Buzyn hatte sich bereits Anfang der Woche vor einem Untersuchungsausschuss in der Nationalversammlung rechtfertigen müssen. Sie hatte versichert, das Risiko zu keiner Zeit unterschätzt zu haben. Philippe hatte die Franzosen durch die Corona-Krise navigiert - er wurde während dieser Zeit immer beliebter und gab den Menschen Verlässlichkeit. Bei den Lockerungen trat er aber anders als Macron auf die Bremse.

Er werde der Untersuchungskommission alle Antworten und Informationen vorlegen, die für das Verständnis seines Handelns und das seiner Regierung angesichts der beispiellosen Weltgesundheitskrise erforderlich seien, erklärte Philippe nun nach Angaben der französischen Nachrichtenagentur AFP. Er geht nun als Bürgermeister nach Le Havre in Nordfrankreich. Beobachter schließen nicht aus, dass er sich für die Präsidentenwahl 2022 in Stellung bringt.

Offen ist nun noch, wie das neue Kabinett von Castex aussehen wird.

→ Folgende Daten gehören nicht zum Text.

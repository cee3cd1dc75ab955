//! Core domain types for tic-tac-toe.

use super::position::Position;
use derive_more::{Display, Error};
use serde::{Deserialize, Serialize};
use tracing::instrument;

/// A mark placed on the board.
#[derive(
    Debug, Clone, Copy, PartialEq, Eq, Hash, Serialize, Deserialize, strum::EnumString, strum::Display,
)]
#[strum(ascii_case_insensitive)]
pub enum Mark {
    /// Mark X (moves first).
    X,
    /// Mark O (moves second).
    O,
}

impl Mark {
    /// Returns the other mark.
    pub fn opponent(self) -> Self {
        match self {
            Mark::X => Mark::O,
            Mark::O => Mark::X,
        }
    }
}

/// A square on the tic-tac-toe board.
#[derive(Debug, Clone, Copy, PartialEq, Eq, Hash, Serialize, Deserialize)]
pub enum Square {
    /// Empty square.
    Empty,
    /// Square occupied by a mark.
    Occupied(Mark),
}

/// 3x3 tic-tac-toe board.
///
/// Any combination of marks is accepted. Reachability under alternating play
/// is the controller's concern, not the board's.
#[derive(Debug, Clone, Copy, PartialEq, Eq, Hash, Serialize, Deserialize)]
pub struct Board {
    /// Squares in row-major order (0-8).
    squares: [Square; 9],
}

impl Board {
    /// Creates a new empty board.
    pub fn new() -> Self {
        Self {
            squares: [Square::Empty; 9],
        }
    }

    /// Parses a board from nine characters in row-major order.
    ///
    /// `X`/`O` (either case) are marks; `.`, `-`, `_` and space are empty.
    #[instrument]
    pub fn from_marks(s: &str) -> Result<Self, BoardParseError> {
        let chars: Vec<char> = s.chars().collect();
        if chars.len() != 9 {
            return Err(BoardParseError::WrongLength(chars.len()));
        }

        let mut board = Self::new();
        for (pos, c) in Position::ALL.into_iter().zip(chars) {
            let square = match c {
                'X' | 'x' => Square::Occupied(Mark::X),
                'O' | 'o' => Square::Occupied(Mark::O),
                '.' | '-' | '_' | ' ' => Square::Empty,
                other => return Err(BoardParseError::UnknownCell(other)),
            };
            board.set(pos, square);
        }
        Ok(board)
    }

    /// Gets the square at the given position.
    pub fn get(&self, pos: Position) -> Square {
        self.squares[pos.to_index()]
    }

    /// Sets the square at the given position.
    pub fn set(&mut self, pos: Position, square: Square) {
        self.squares[pos.to_index()] = square;
    }

    /// Returns a copy of this board with `mark` placed at `pos`.
    pub fn with_mark(&self, pos: Position, mark: Mark) -> Self {
        let mut next = *self;
        next.set(pos, Square::Occupied(mark));
        next
    }

    /// Checks if a square is empty.
    pub fn is_empty(&self, pos: Position) -> bool {
        self.get(pos) == Square::Empty
    }

    /// Empty positions in ascending index order.
    pub fn empty_positions(&self) -> impl Iterator<Item = Position> + '_ {
        Position::ALL.into_iter().filter(move |&pos| self.is_empty(pos))
    }

    /// Returns all squares.
    pub fn squares(&self) -> &[Square; 9] {
        &self.squares
    }

    /// Number of squares holding `mark`.
    pub fn count(&self, mark: Mark) -> usize {
        self.squares
            .iter()
            .filter(|&&s| s == Square::Occupied(mark))
            .count()
    }

    /// Formats the board as a human-readable string.
    pub fn display(&self) -> String {
        let mut result = String::new();
        for row in 0..3 {
            for col in 0..3 {
                let pos = row * 3 + col;
                let symbol = match self.squares[pos] {
                    Square::Empty => (pos + 1).to_string(),
                    Square::Occupied(mark) => mark.to_string(),
                };
                result.push_str(&symbol);
                if col < 2 {
                    result.push('|');
                }
            }
            if row < 2 {
                result.push_str("\n-+-+-\n");
            }
        }
        result
    }
}

impl Default for Board {
    fn default() -> Self {
        Self::new()
    }
}

/// Error returned by [`Board::from_marks`].
#[derive(Debug, Clone, Copy, PartialEq, Eq, Display, Error)]
pub enum BoardParseError {
    /// Input did not contain exactly nine cells.
    #[display("Board must have 9 cells, got {}", _0)]
    WrongLength(#[error(not(source))] usize),
    /// Input contained a character that is neither a mark nor empty.
    #[display("Unknown cell character {:?}", _0)]
    UnknownCell(#[error(not(source))] char),
}
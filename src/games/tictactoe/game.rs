//! Turn and state controller for a single game against the opponent.

use super::opponent::Opponent;
use super::outcome::{Outcome, evaluate};
use super::{Board, Mark, Position, Square};
use derive_more::Display;
use serde::{Deserialize, Serialize};
use tracing::{debug, info, instrument};

/// Which mark the human plays. The opponent plays the other one.
#[derive(Debug, Clone, Copy, PartialEq, Eq, Hash, Serialize, Deserialize)]
pub struct SymbolAssignment {
    human: Mark,
}

impl SymbolAssignment {
    /// Assigns `human` to the human player.
    pub fn new(human: Mark) -> Self {
        Self { human }
    }

    /// The human's mark.
    pub fn human(&self) -> Mark {
        self.human
    }

    /// The opponent's mark.
    pub fn opponent(&self) -> Mark {
        self.human.opponent()
    }
}

impl Default for SymbolAssignment {
    fn default() -> Self {
        Self::new(Mark::X)
    }
}

/// Error that can occur when placing a mark.
#[derive(Debug, Clone, Copy, PartialEq, Eq, Display)]
pub enum MoveError {
    /// The square at the position is already occupied.
    #[display("Square {} is already occupied", _0)]
    SquareOccupied(Position),

    /// The game has already reached a terminal outcome.
    #[display("Game is already over")]
    GameOver,

    /// It's not this mark's turn.
    #[display("It's not {}'s turn", _0)]
    NotYourTurn(Mark),
}

impl std::error::Error for MoveError {}

/// One game instance: created when the human picks a mark, mutated once per
/// accepted move, and reset for the next battle.
///
/// X always moves first, so a human playing O waits for the opponent's opener.
#[derive(Debug, Clone, PartialEq, Eq)]
pub struct Game {
    board: Board,
    symbols: SymbolAssignment,
    to_move: Mark,
    outcome: Outcome,
    history: Vec<Position>,
}

impl Game {
    /// Creates a new game with an empty board.
    #[instrument]
    pub fn new(symbols: SymbolAssignment) -> Self {
        Self {
            board: Board::new(),
            symbols,
            to_move: Mark::X,
            outcome: Outcome::None,
            history: Vec::new(),
        }
    }

    /// Returns the board.
    pub fn board(&self) -> &Board {
        &self.board
    }

    /// Returns the symbol assignment.
    pub fn symbols(&self) -> SymbolAssignment {
        self.symbols
    }

    /// Returns the mark due to move next.
    pub fn to_move(&self) -> Mark {
        self.to_move
    }

    /// Returns the outcome as of the last placement.
    pub fn outcome(&self) -> Outcome {
        self.outcome
    }

    /// Returns the positions played so far, in order.
    pub fn history(&self) -> &[Position] {
        &self.history
    }

    /// True while the game is live and waiting on the human.
    pub fn is_human_turn(&self) -> bool {
        !self.outcome.is_terminal() && self.to_move == self.symbols.human()
    }

    /// True while the game is live and waiting on the opponent.
    pub fn is_opponent_turn(&self) -> bool {
        !self.outcome.is_terminal() && self.to_move == self.symbols.opponent()
    }

    /// Places the human's mark at `pos`.
    #[instrument(skip(self), fields(human = %self.symbols.human()))]
    pub fn place_human(&mut self, pos: Position) -> Result<Outcome, MoveError> {
        self.place(pos, self.symbols.human())
    }

    /// Asks `opponent` for a cell and places the opponent's mark there.
    ///
    /// `Ok(None)` means the opponent had no move; nothing is placed.
    #[instrument(skip(self, opponent), fields(opponent_name = %opponent.name()))]
    pub fn place_opponent(
        &mut self,
        opponent: &mut dyn Opponent,
    ) -> Result<Option<Position>, MoveError> {
        let mark = self.symbols.opponent();
        self.check_turn(mark)?;

        let Some(pos) = opponent.choose(&self.board, &self.symbols) else {
            debug!("Opponent has no move");
            return Ok(None);
        };

        self.place(pos, mark)?;
        Ok(Some(pos))
    }

    /// Clears the board for a new battle with the same symbol assignment.
    #[instrument(skip(self))]
    pub fn reset(&mut self) {
        info!("Resetting game");
        *self = Self::new(self.symbols);
    }

    fn check_turn(&self, mark: Mark) -> Result<(), MoveError> {
        if self.outcome.is_terminal() {
            return Err(MoveError::GameOver);
        }
        if self.to_move != mark {
            return Err(MoveError::NotYourTurn(mark));
        }
        Ok(())
    }

    fn place(&mut self, pos: Position, mark: Mark) -> Result<Outcome, MoveError> {
        self.check_turn(mark)?;
        if !self.board.is_empty(pos) {
            return Err(MoveError::SquareOccupied(pos));
        }

        self.board.set(pos, Square::Occupied(mark));
        self.history.push(pos);
        self.to_move = mark.opponent();
        self.outcome = evaluate(&self.board, self.symbols.human());

        debug!(%mark, position = %pos, outcome = %self.outcome, "Mark placed");
        Ok(self.outcome)
    }
}

impl Default for Game {
    fn default() -> Self {
        Self::new(SymbolAssignment::default())
    }
}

Der 55-Jährige hatte in einem TV-Interview am Freitagabend erklärt, so schnell wie möglich eine neue Regierung bilden zu wollen. «Ja, es gibt immer neue Gesichter, neue Talente», hatte Macron zuletzt in einem Interview Regionalzeitungen gesagt.

Im Gespräch für das Umweltministerium ist die 69-jährige Laurence Tubiana. Sie war die französische Verhandlungsführerin bei der UN-Klimakonferenz in Paris 2015 und ist Co-Vorsitzende des Bürgerkonvents für das Klima, der Macron Vorschläge zur Bekämpfung des Klimawandels vorgelegt hatte.

Der blass wirkende Castex kündigte am Freitag an, in der kommenden Woche eine politische Grundsatzrede zu halten. Es wolle im Zuge der Folgen der Corona-Krise einen neuen Sozialpakt aushandeln und suche nicht das Licht, sondern Ergebnisse. Castex gilt als Technokrat, der Macron - anders als Philippe am Ende - eher nicht in den Schatten stellen und die Pläne des Präsidenten geräuschlos umsetzten wird. Ein starker Linksschwenk bleibt damit aus. Den hatten Beobachter nach dem Erfolg der Grünen bei der Kommunalwahl erwartet.